Выстроенная Петром и его наследниками, новая столица России воплощала универсалистское воображение Древнего Рима. Результаты были блистательны и разрушительны. Новой имперской культуре удалось стереть не только слабые воспоминания о полухристианских-полуязыческих племенах Ингрии, но и преемственность с традиционной культурой Руси. Между средневековыми Новгородом или Москвой и имперским Санкт-Петербургом не было ни сходства, ни преемственности. Сверхкомпенсируя то, что она воспринимала как отсталость, империя собрала огромные коллекции европейского искусства и наняла отличных архитекторов и скульпторов Европы, а русских художников отправила обучаться в европейские академии.

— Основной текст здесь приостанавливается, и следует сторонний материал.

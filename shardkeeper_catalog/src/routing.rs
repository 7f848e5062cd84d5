//! Routing table of a sharded collection, optionally pinned to a past cluster time.

use std::sync::Arc;

use shardkeeper_types::{
    ChunkVersion, CollectionGeneration, CollectionUuid, NamespaceString, ShardId, ShardKeyPattern,
    ShardKeyValue, Timestamp,
};

use crate::{
    entries::{ChunkEntry, ChunkHistory, ChunkRange, CollectionCatalogEntry},
    error::{CatalogError, Result},
};

/// The chunks of one collection, sorted by range and covering the whole shard key space.
#[derive(Debug, Clone)]
pub struct ChunkManager {
    nss: NamespaceString,
    uuid: CollectionUuid,
    key_pattern: ShardKeyPattern,
    generation: CollectionGeneration,
    allow_migrations: bool,
    chunks: Arc<[ChunkEntry]>,
    version: ChunkVersion,
    at_cluster_time: Option<Timestamp>,
}

impl ChunkManager {
    /// Build the routing table, checking the chunks form a partition of the key space with no
    /// gaps or overlaps.
    pub fn new(collection: &CollectionCatalogEntry, mut chunks: Vec<ChunkEntry>) -> Result<Self> {
        let invalid = |reason: String| CatalogError::InvalidRoutingTable {
            nss: collection.nss.clone(),
            reason,
        };

        chunks.sort_by(|a, b| a.range.min.cmp(&b.range.min));
        let (Some(first), Some(last)) = (chunks.first(), chunks.last()) else {
            return Err(invalid("collection has no chunks".to_string()));
        };
        if first.range.min != collection.key_pattern.global_min() {
            return Err(invalid(format!(
                "first chunk starts at {} instead of the global minimum",
                first.range.min
            )));
        }
        if last.range.max != collection.key_pattern.global_max() {
            return Err(invalid(format!(
                "last chunk ends at {} instead of the global maximum",
                last.range.max
            )));
        }
        for pair in chunks.windows(2) {
            if pair[0].range.max != pair[1].range.min {
                return Err(invalid(format!(
                    "chunk {} is not followed by a chunk starting at its upper bound but by {}",
                    pair[0].range, pair[1].range
                )));
            }
        }

        let mut version = first.version;
        for chunk in &chunks {
            if chunk.range.min >= chunk.range.max {
                return Err(invalid(format!("chunk {} is empty", chunk.range)));
            }
            if chunk.collection_uuid != collection.uuid {
                return Err(invalid(format!(
                    "chunk {} belongs to collection {}",
                    chunk.range, chunk.collection_uuid
                )));
            }
            if chunk.version.generation != collection.generation {
                return Err(invalid(format!(
                    "chunk {} has version {} from another generation",
                    chunk.range, chunk.version
                )));
            }
            if chunk.history.is_empty() {
                return Err(invalid(format!("chunk {} has no history", chunk.range)));
            }
            if version.is_older_than(&chunk.version) {
                version = chunk.version;
            }
        }

        Ok(Self {
            nss: collection.nss.clone(),
            uuid: collection.uuid,
            key_pattern: collection.key_pattern.clone(),
            generation: collection.generation,
            allow_migrations: collection.allow_migrations,
            chunks: chunks.into(),
            version,
            at_cluster_time: None,
        })
    }

    /// A view of this routing table that answers ownership questions as of `at`.
    pub fn make_at_time(&self, at: Timestamp) -> Self {
        Self {
            at_cluster_time: Some(at),
            ..self.clone()
        }
    }

    pub fn nss(&self) -> &NamespaceString {
        &self.nss
    }

    pub fn uuid(&self) -> CollectionUuid {
        self.uuid
    }

    pub fn key_pattern(&self) -> &ShardKeyPattern {
        &self.key_pattern
    }

    pub fn generation(&self) -> CollectionGeneration {
        self.generation
    }

    pub fn allow_migrations(&self) -> bool {
        self.allow_migrations
    }

    /// Collection version: the highest chunk version.
    pub fn version(&self) -> ChunkVersion {
        self.version
    }

    pub fn at_cluster_time(&self) -> Option<Timestamp> {
        self.at_cluster_time
    }

    pub fn chunks(&self) -> &[ChunkEntry] {
        &self.chunks
    }

    /// Highest version among the chunks currently owned by `shard`.
    pub fn shard_version(&self, shard: &ShardId) -> Option<ChunkVersion> {
        self.chunks
            .iter()
            .filter(|c| &c.shard == shard)
            .map(|c| c.version)
            .reduce(|a, b| if a.is_older_than(&b) { b } else { a })
    }

    /// Find the chunk containing `key`. Shard keys never use a collation, values compare by their
    /// canonical order only.
    pub fn find_intersecting_chunk_with_simple_collation(
        &self,
        key: &ShardKeyValue,
    ) -> Result<ChunkInfo<'_>> {
        let idx = self.chunks.partition_point(|c| &c.range.max <= key);
        match self.chunks.get(idx) {
            Some(chunk) if chunk.range.contains(key) => Ok(ChunkInfo {
                chunk,
                key: key.clone(),
                at: self.at_cluster_time,
            }),
            _ => Err(CatalogError::InvalidRoutingTable {
                nss: self.nss.clone(),
                reason: format!("no chunk contains {key}"),
            }),
        }
    }
}

/// A chunk looked up through a [`ChunkManager`], remembering the cluster time of the lookup.
#[derive(Debug)]
pub struct ChunkInfo<'a> {
    chunk: &'a ChunkEntry,
    key: ShardKeyValue,
    at: Option<Timestamp>,
}

impl ChunkInfo<'_> {
    pub fn range(&self) -> &ChunkRange {
        &self.chunk.range
    }

    pub fn version(&self) -> ChunkVersion {
        self.chunk.version
    }

    pub fn history(&self) -> &[ChunkHistory] {
        &self.chunk.history
    }

    /// Owner of the chunk at the lookup's cluster time, or the current owner for a latest-time
    /// lookup.
    pub fn shard_id(&self) -> Result<&ShardId> {
        let Some(at) = self.at else {
            return Ok(&self.chunk.shard);
        };
        self.chunk
            .history
            .iter()
            .find(|h| h.valid_after <= at)
            .map(|h| &h.shard)
            .ok_or_else(|| self.stale_history(at))
    }

    /// Fail if the chunk changed owner after the lookup's cluster time.
    pub fn throw_if_moved(&self) -> Result<()> {
        let Some(at) = self.at else {
            return Ok(());
        };
        let (Some(newest), Some(oldest)) = (self.chunk.history.first(), self.chunk.history.last())
        else {
            return Err(self.stale_history(at));
        };
        if newest.valid_after <= at {
            return Ok(());
        }
        if oldest.valid_after > at {
            return Err(self.stale_history(at));
        }
        Err(CatalogError::ChunkOwnerMoved {
            uuid: self.chunk.collection_uuid,
            key: self.key.clone(),
            at,
            moved_at: newest.valid_after,
        })
    }

    fn stale_history(&self, at: Timestamp) -> CatalogError {
        CatalogError::StaleChunkHistory {
            uuid: self.chunk.collection_uuid,
            key: self.key.clone(),
            at,
        }
    }
}

#[cfg(test)]
mod tests {
    use pretty_assertions::assert_eq;
    use proptest::prelude::*;
    use shardkeeper_types::{ErrorCode, KeyPart};
    use uuid::Uuid;

    use super::*;

    fn collection() -> CollectionCatalogEntry {
        CollectionCatalogEntry::new(
            NamespaceString::new("db", "orders"),
            CollectionUuid::new(),
            ShardKeyPattern::new(["x"]).unwrap(),
            CollectionGeneration::new(Uuid::new_v4(), Timestamp::new(1, 1)),
        )
    }

    fn key(v: i64) -> ShardKeyValue {
        ShardKeyValue::new([KeyPart::Int(v)])
    }

    /// Chunks split at `split_points`, alternating between two shards.
    fn chunks_at(coll: &CollectionCatalogEntry, split_points: &[i64]) -> Vec<ChunkEntry> {
        let mut bounds = vec![coll.key_pattern.global_min()];
        bounds.extend(split_points.iter().map(|p| key(*p)));
        bounds.push(coll.key_pattern.global_max());
        bounds
            .windows(2)
            .enumerate()
            .map(|(i, w)| {
                ChunkEntry::new(
                    coll.uuid,
                    ChunkRange::new(w[0].clone(), w[1].clone()),
                    ShardId::new(if i % 2 == 0 { "shard0" } else { "shard1" }),
                    ChunkVersion::new(coll.generation, 1, i as u32),
                    Timestamp::new(10, 1),
                )
            })
            .collect()
    }

    #[test]
    fn rejects_gaps_and_foreign_chunks() {
        let coll = collection();
        let mut chunks = chunks_at(&coll, &[0, 10]);
        chunks.remove(1);
        assert!(matches!(
            ChunkManager::new(&coll, chunks),
            Err(CatalogError::InvalidRoutingTable { .. })
        ));

        let mut chunks = chunks_at(&coll, &[0]);
        chunks[1].collection_uuid = CollectionUuid::new();
        assert!(ChunkManager::new(&coll, chunks).is_err());

        assert!(ChunkManager::new(&coll, vec![]).is_err());
    }

    #[test]
    fn collection_and_shard_versions() {
        let coll = collection();
        let cm = ChunkManager::new(&coll, chunks_at(&coll, &[0, 10, 20])).unwrap();
        assert_eq!(ChunkVersion::new(coll.generation, 1, 3), cm.version());
        assert_eq!(
            Some(ChunkVersion::new(coll.generation, 1, 2)),
            cm.shard_version(&ShardId::new("shard0"))
        );
        assert_eq!(None, cm.shard_version(&ShardId::new("shard9")));
    }

    #[test]
    fn ownership_at_past_cluster_time() {
        let coll = collection();
        let mut chunks = chunks_at(&coll, &[0]);
        // [0, MaxKey) moved from shard1 to shard0 at T=50
        let moved = chunks.pop().unwrap().moved_to(
            ShardId::new("shard0"),
            Timestamp::new(50, 1),
            ChunkVersion::new(coll.generation, 2, 0),
        );
        chunks.push(moved);
        let cm = ChunkManager::new(&coll, chunks).unwrap();

        let before = cm.make_at_time(Timestamp::new(40, 1));
        let chunk = before
            .find_intersecting_chunk_with_simple_collation(&key(5))
            .unwrap();
        assert_eq!("shard1", chunk.shard_id().unwrap().as_str());
        assert_eq!(
            ErrorCode::ChunkOwnerMoved,
            chunk.throw_if_moved().unwrap_err().code()
        );

        let after = cm.make_at_time(Timestamp::new(60, 1));
        let chunk = after
            .find_intersecting_chunk_with_simple_collation(&key(5))
            .unwrap();
        assert_eq!("shard0", chunk.shard_id().unwrap().as_str());
        chunk.throw_if_moved().unwrap();

        // the other chunk never moved
        before
            .find_intersecting_chunk_with_simple_collation(&key(-5))
            .unwrap()
            .throw_if_moved()
            .unwrap();

        // older than any history
        let ancient = cm.make_at_time(Timestamp::new(1, 1));
        let chunk = ancient
            .find_intersecting_chunk_with_simple_collation(&key(5))
            .unwrap();
        assert_eq!(
            ErrorCode::StaleChunkHistory,
            chunk.throw_if_moved().unwrap_err().code()
        );
        assert_eq!(
            ErrorCode::StaleChunkHistory,
            chunk.shard_id().unwrap_err().code()
        );
    }

    proptest! {
        #[test]
        fn every_key_maps_to_the_chunk_containing_it(
            mut splits in proptest::collection::vec(-1000i64..1000, 0..20),
            probe in any::<i64>()
        ) {
            splits.sort_unstable();
            splits.dedup();
            let coll = collection();
            let cm = ChunkManager::new(&coll, chunks_at(&coll, &splits)).unwrap();
            let k = key(probe);
            let chunk = cm.find_intersecting_chunk_with_simple_collation(&k).unwrap();
            prop_assert!(chunk.range().contains(&k));
            let containing = cm.chunks().iter().filter(|c| c.range.contains(&k)).count();
            prop_assert_eq!(1, containing);
        }
    }
}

Российские музеи наглядно подтверждают разрыв между имперской культурой и допетровским прошлым. Когда посетитель переходит из залов с иконами и «народным искусством» в крыло российского искусства, он чувствует столь же резкую разницу между ними, какую видит между залами искусства аборигенов и искусства имперского периода в любом музее Америки, Австралии или Индии. Начиная с XVIII века искусство имперских метрополий становилось все более похожим по всему миру. В период империй элитное искусство России и Индии были больше похожи между собой, чем каждое из них имело больше сходства, чем каждое из них было похоже на традиционное искусство собственной страны.

Основанный великим воином, Санкт-Петербург был прежде всего военной столицей. Над городом возвышается «точка отправления» — Петропавловская крепость, ставшая тюрьмой. Императорская гвардия была повелителем города и империи. Гвардейские офицеры начинали и заканчивали войны, давали балы, бились на дуэлях, сажали на трон и свергали с него императоров и императриц, прославляли или убивали поэтов. Многие из величественных парков, площадей и зданий столицы были местами жизни, учебы и парадов гвардии. Многие офицеры владели двумя языками и в заметной их части были европейскими дворянами; солдаты оставались в большинстве русскими. До 1762 года дворянство было обязано служить на военной или, в виде исключения, гражданской службе. Петр III отменил это требование, но карьера в гвардии, а после нее — в губернских администрациях оставалась обычным путем для дворянской элиты. Отслужив в столичных или провинциальных гарнизонах, дворяне возвращались в родовые поместья, заводя там караулы, фейерверки и фрейлин примерно так, как это когда-то сделал Петр в Петербурге. Распространяя в провинции образ жизни имперской столицы, дворяне продолжали колонизовать империю.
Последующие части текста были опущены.